The patent itself was directed to building a composite facial image using constituent parts. Its representative claim recited the following:
A method for creating a composite image, comprising:
displaying facial feature images on a first area of a first display via a first device associated with the first display, wherein the facial feature images are associated with facial feature element codes;
selecting a facial feature image from the first area of the first display via a user interface associated with the first device, wherein the first device incorporates the selected facial feature image into a composite image on a second area of the first display, wherein the composite image is associated with a composite facial image code having at least a facial feature element code and wherein the composite facial image code is derived by performing at least one multiplication operation on a facial code using one or more code factors as input parameters to the multiplication operation;
andreproducing the composite image on a second display based on the composite facial image code.
Under step one of the abstract idea analysis set forth by the U.S. Supreme Court in Alice Corp. v. CLS Bank Int’l, 134 S. Ct. 2347 (2014), the Federal Circuit held that the claim above was directed to the abstract idea of encoding and decoding image data. According to the panel, the claim recited “a method whereby a user displays images on a first display, assigns image codes to the images through an interface using a mathematical formula, and then reproduces the image based on the codes… This method reflects standard encoding and decoding, an abstract concept long utilized to transmit information.”
Interestingly, the Federal Circuit then analogized the encoding and decoding from RecogniCorp’s claim to things such as Morse code and a rather famous part of Revolutionary War history: “Morse code, ordering food at a fast food restaurant via a numbering system, and Paul Revere’s ‘one if by land, two if by sea’ signaling system all exemplify encoding at one end and decoding at the other end. Even the ’303 patent describes ‘a common technique for synthesizing single images of faces involv[ing] horizontally dividing the image of a face into bands for different features,’ such that ‘[p]aper strips containing exemplary features [can] then be combined to form a composite drawing of a face.’”
The Federal Circuit went on to note under step one that RecogniCorp’s Claim 1 differed from the invention in Enfish, LLC v. Microsoft Corp., 822 F.3d 1327 (Fed. Cir. 2016) because, unlike Enfish’s invention, Claim 1 did not recite a software method that improved the functioning of a computer but instead recited a process “for which computers are invoked merely as a tool.”

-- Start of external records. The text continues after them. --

use std::collections::HashMap;

use crate::ir::block::{BlockId, IrBlock};
use crate::ir::function::{Function, Linkage, Param};
use crate::ir::instr::Instr;
use crate::ir::types::IrType;
use crate::ir::value::{FuncId, GlobalId, Operand, ValueId};

/// A compile-time initializer for a global. An all-zero aggregate is
/// collapsed to `Zero` by the producer.
#[derive(Debug, Clone, PartialEq)]
pub enum ConstInit {
    Zero,
    Int(i32),
    Float(f32),
    Array(Vec<ConstInit>),
}

impl ConstInit {
    pub fn is_zero(&self) -> bool {
        match self {
            ConstInit::Zero => true,
            ConstInit::Int(v) => *v == 0,
            ConstInit::Float(v) => *v == 0.0,
            ConstInit::Array(elems) => elems.iter().all(ConstInit::is_zero),
        }
    }
}

#[derive(Debug, Clone)]
pub struct GlobalVar {
    pub id: GlobalId,
    pub name: String,
    pub ty: IrType,
    pub init: ConstInit,
    pub linkage: Linkage,
}

/// The top-level IR container.
///
/// Function and global names are unique within a module; `FuncId(n)` and
/// `GlobalId(n)` always index `functions[n]` / `globals[n]`.
#[derive(Debug)]
pub struct Module {
    pub name: String,
    pub target_triple: String,
    pub data_layout: String,
    pub(crate) globals: Vec<GlobalVar>,
    pub(crate) functions: Vec<Function>,
    function_index: HashMap<String, FuncId>,
    global_index: HashMap<String, GlobalId>,
}

impl Module {
    pub fn new(name: impl Into<String>) -> Self {
        Self {
            name: name.into(),
            target_triple: "riscv64-unknown-linux-gnu".into(),
            data_layout: "e-m:e-p:64:64-i64:64-i128:128-n32:64-S128".into(),
            globals: Vec::new(),
            functions: Vec::new(),
            function_index: HashMap::new(),
            global_index: HashMap::new(),
        }
    }

    pub fn functions(&self) -> &[Function] {
        &self.functions
    }

    pub fn globals(&self) -> &[GlobalVar] {
        &self.globals
    }

    pub fn function(&self, id: FuncId) -> &Function {
        &self.functions[id.0 as usize]
    }

    pub fn global(&self, id: GlobalId) -> &GlobalVar {
        &self.globals[id.0 as usize]
    }

    pub fn function_by_name(&self, name: &str) -> Option<&Function> {
        let id = self.function_index.get(name)?;
        self.functions.get(id.0 as usize)
    }

    pub fn func_id(&self, name: &str) -> Option<FuncId> {
        self.function_index.get(name).copied()
    }

    pub fn global_by_name(&self, name: &str) -> Option<&GlobalVar> {
        let id = self.global_index.get(name)?;
        self.globals.get(id.0 as usize)
    }

    /// Registers a prototype. Definitions register here first so their own
    /// bodies can emit recursive calls, then attach the built body with
    /// `set_function_body`.
    pub fn declare_function(
        &mut self,
        name: impl Into<String>,
        params: Vec<Param>,
        return_ty: IrType,
        linkage: Linkage,
    ) -> Result<FuncId, String> {
        let func = Function {
            id: FuncId(0),
            name: name.into(),
            params,
            return_ty,
            linkage,
            is_decl: true,
            blocks: Vec::new(),
            value_types: HashMap::new(),
            next_value: 0,
        };
        self.insert_function(func)
    }

    /// Seals and registers a function built by `FunctionBuilder`.
    pub fn add_function(&mut self, func: Function) -> Result<FuncId, String> {
        self.insert_function(func)
    }

    /// Replaces the declaration registered under `id` with the completed
    /// definition.
    pub fn set_function_body(&mut self, id: FuncId, mut func: Function) {
        func.id = id;
        func.is_decl = false;
        self.functions[id.0 as usize] = func;
    }

    fn insert_function(&mut self, mut func: Function) -> Result<FuncId, String> {
        if self.function_index.contains_key(&func.name) {
            return Err(format!("function '{}' already defined", func.name));
        }
        let id = FuncId(self.functions.len() as u32);
        func.id = id;
        self.function_index.insert(func.name.clone(), id);
        self.functions.push(func);
        Ok(id)
    }

    /// Adds a global, making the symbol name unique on collision (local
    /// constants from sibling scopes may share a qualified name).
    pub fn add_global(
        &mut self,
        name: impl Into<String>,
        ty: IrType,
        init: ConstInit,
        linkage: Linkage,
    ) -> GlobalId {
        let base = name.into();
        let mut name = base.clone();
        let mut n = 0u32;
        while self.global_index.contains_key(&name) {
            n += 1;
            name = format!("{}.{}", base, n);
        }
        let id = GlobalId(self.globals.len() as u32);
        self.global_index.insert(name.clone(), id);
        self.globals.push(GlobalVar {
            id,
            name,
            ty,
            init,
            linkage,
        });
        id
    }

    /// The type of any operand, resolved against `func` for locals.
    pub fn operand_type(&self, func: &Function, op: Operand) -> Option<IrType> {
        match op {
            Operand::Global(id) => self
                .globals
                .get(id.0 as usize)
                .map(|g| g.ty.clone().ptr_to()),
            other => func.local_operand_type(other),
        }
    }
}

/// Builder for constructing a `Function` incrementally.
///
/// The insertion point is movable and clearable: `push` appends to the
/// current block, and silently drops the instruction when the point is
/// cleared or the block is already sealed (statements after
/// `break`/`continue`/`return` lower to no-ops).
pub struct FunctionBuilder {
    func: Function,
    current: Option<BlockId>,
}

impl FunctionBuilder {
    pub fn new(
        name: impl Into<String>,
        params: Vec<Param>,
        return_ty: IrType,
        linkage: Linkage,
    ) -> Self {
        Self {
            func: Function {
                id: FuncId(0), // reassigned by Module::add_function
                name: name.into(),
                params,
                return_ty,
                linkage,
                is_decl: false,
                blocks: Vec::new(),
                value_types: HashMap::new(),
                next_value: 0,
            },
            current: None,
        }
    }

    pub fn func(&self) -> &Function {
        &self.func
    }

    pub fn return_ty(&self) -> &IrType {
        &self.func.return_ty
    }

    /// Creates a block; the label is suffixed with the block index so
    /// every label in the function is unique.
    pub fn create_block(&mut self, name: &str) -> BlockId {
        let id = BlockId(self.func.blocks.len() as u32);
        let label = if id.0 == 0 {
            name.to_string()
        } else {
            format!("{}{}", name, id.0)
        };
        self.func.blocks.push(IrBlock::new(id, label));
        id
    }

    pub fn set_insert_point(&mut self, block: BlockId) {
        self.current = Some(block);
    }

    /// Marks the current block as abandoned; subsequent pushes are no-ops.
    pub fn clear_insert_point(&mut self) {
        self.current = None;
    }

    pub fn insert_point(&self) -> Option<BlockId> {
        self.current
    }

    /// True when there is a live, unsealed insertion point.
    pub fn is_live(&self) -> bool {
        match self.current {
            Some(id) => !self.func.blocks[id.0 as usize].is_sealed(),
            None => false,
        }
    }

    pub fn fresh_value(&mut self) -> ValueId {
        self.func.fresh_value()
    }

    pub fn value_type(&self, v: ValueId) -> Option<&IrType> {
        self.func.value_type(v)
    }

    /// Appends `instr` to the current block, registering its result type.
    /// `result_ty` must be `Some` iff the instruction produces a result.
    pub fn push(&mut self, instr: Instr, result_ty: Option<IrType>) -> Option<ValueId> {
        let result = instr.result();
        if let (Some(id), Some(ty)) = (result, result_ty) {
            self.func.value_types.insert(id, ty);
        }
        if let Some(block) = self.current {
            let block = &mut self.func.blocks[block.0 as usize];
            if !block.is_sealed() {
                block.instrs.push(instr);
            }
        }
        result
    }

    /// Emits an alloca into the entry block, ahead of its terminator once
    /// the entry is sealed, and returns the slot address.
    pub fn push_alloca(&mut self, ty: IrType) -> ValueId {
        let result = self.fresh_value();
        self.func
            .value_types
            .insert(result, ty.clone().ptr_to());
        let entry = &mut self.func.blocks[0];
        let instr = Instr::Alloca { result, ty };
        if entry.is_sealed() {
            let at = entry.instrs.len() - 1;
            entry.instrs.insert(at, instr);
        } else {
            entry.instrs.push(instr);
        }
        result
    }

    /// Terminator fixup for void functions: seals every open block with
    /// `ret void`.
    pub fn seal_unterminated_with_ret_void(&mut self) {
        for block in &mut self.func.blocks {
            if !block.is_sealed() {
                block.instrs.push(Instr::Ret { value: None });
            }
        }
    }

    /// Consumes the builder and returns the completed function. The
    /// verifier, not the builder, rejects unsealed blocks.
    pub fn build(self) -> Function {
        self.func
    }
}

The Federal Circuit then moved on to step two of the Alice abstract idea analysis, which is whether the claim recites an “inventive concept” sufficient to transform the nature of the claim into a patent-eligible application. In this case, the Federal Circuit held that the elements of RecogniCorp’s claim did not transform the “nature” of it into a patent-eligible application. Instead, the addition in Claim 1 of a mathematical equation “simply changes the data into other forms of data”. It, therefore, did not contain an inventive concept similar to that from DDR Holdings, LLC v. Hotels.com, 773 F.3d 1245 (Fed. Cir. 2014), in which a particular Internet-centric problem had been solved. Claim 1 also did not recite a particular and practical application for its encoding and decoding of image data that would render it analogous to the claims in BASCOM Global Internet Services, Inc. v. AT&T Mobility LLC, 827 F.3d 1341 (Fed. Cir. 2016).
In fact, when discussing those cases the Federal Circuit went so far as to note that Claim 1 “does not even require a computer” and “the invention can be practiced verbally or with a telephone.” Even where RecogniCorp’s Claim 36 recited use of a computer, “it does exactly what we have warned it may not: tell a user to take an abstract idea and apply it with a computer.”